> Task description
Below are records; copy every line among them that contains the word "ArchiveConfig".

Items listed in a dataset:
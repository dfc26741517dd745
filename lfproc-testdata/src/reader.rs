// LFProc Testdata - On-the-fly reader
// Copyright (c) 2025 David Martin Venti
//
// Dual-licensed under AGPL-3.0 and Commercial License.
// See LICENSE file for details.

//! Reader that renders synthetic source files on request.
//!
//! Supports partial reads: only the rows inside the requested span are
//! rendered, and they match the same rows of a full read exactly.

use lfproc::{ReaderError, SegmentReader, TimeSeries, Timestamp};

use crate::archive::SyntheticArchive;

/// Partial-reading reader over a [`SyntheticArchive`]
#[derive(Debug, Clone)]
pub struct SyntheticReader {
    archive: SyntheticArchive,
    reads: usize,
}

impl SyntheticReader {
    pub fn new(archive: SyntheticArchive) -> Self {
        Self { archive, reads: 0 }
    }

    /// Number of read calls served so far
    pub fn reads(&self) -> usize {
        self.reads
    }

    fn index(&self, source_ref: &str) -> Result<usize, ReaderError> {
        self.archive
            .file_index(source_ref)
            .ok_or_else(|| format!("no synthetic file named '{source_ref}'").into())
    }
}

impl SegmentReader for SyntheticReader {
    fn read(&mut self, source_ref: &str) -> Result<TimeSeries, ReaderError> {
        let index = self.index(source_ref)?;
        self.reads += 1;
        Ok(self.archive.file_series(index)?)
    }

    fn read_range(
        &mut self,
        source_ref: &str,
        start: Timestamp,
        end: Timestamp,
    ) -> Result<Option<TimeSeries>, ReaderError> {
        let index = self.index(source_ref)?;
        self.reads += 1;

        let cfg = self.archive.config();
        let span = self.archive.file_span(index);
        let dt = cfg.sample_interval_us;
        let last = cfg.samples_per_file as i64 - 1;

        // First row at or after `start`, last row at or before `end`
        let first = (start.micros_since(span.start) + dt - 1).div_euclid(dt).max(0);
        let upto = end.micros_since(span.start).div_euclid(dt).min(last);
        if first > upto {
            return Ok(None);
        }
        let rows = (upto - first + 1) as usize;
        Ok(Some(self.archive.render_rows(index, first as usize, rows)?))
    }

    fn supports_partial_reading(&self) -> bool {
        true
    }
}
// LFProc Testdata - Synthetic sensor archive generator
// Copyright (c) 2025 David Martin Venti
//
// Dual-licensed under AGPL-3.0 and Commercial License.
// See LICENSE file for details.

//! # LFProc Testdata
//!
//! Synthetic multi-channel archives for exercising LFProc.
//!
//! - **Signal patterns**: tones, trends, pulses and Gaussian noise
//! - **Fragmented storage**: fixed-length source files plus a catalog table
//! - **Coverage gaps**: selected files can be left out
//! - **On-the-fly reading**: [`SyntheticReader`] renders files without disk I/O
//!
//! ## Quick Start
//!
//! ```rust
//! use lfproc_testdata::{ArchiveConfig, SyntheticArchive, SyntheticReader};
//!
//! let archive = SyntheticArchive::new(
//!     ArchiveConfig::new()
//!         .with_num_files(6)
//!         .with_channels(4)
//!         .with_file_duration_secs(30.0)
//!         .with_seed(7),
//! )?;
//! let catalog = archive.catalog()?;
//! let reader = SyntheticReader::new(archive);
//! assert_eq!(catalog.len(), 6);
//! # Ok::<(), lfproc_testdata::TestdataError>(())
//! ```

pub mod archive;
pub mod error;
pub mod reader;
pub mod signal;

// Re-exports for convenience
pub use archive::{ArchiveConfig, ArchiveManifest, SyntheticArchive, CATALOG_FILE, MANIFEST_FILE};
pub use error::{Result, TestdataError};
pub use reader::SyntheticReader;
pub use signal::{SignalConfig, SignalPattern};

> Output of the task
//! use lfproc_testdata::{ArchiveConfig, SyntheticArchive, SyntheticReader};
//!     ArchiveConfig::new()
pub use archive::{ArchiveConfig, ArchiveManifest, SyntheticArchive, CATALOG_FILE, MANIFEST_FILE};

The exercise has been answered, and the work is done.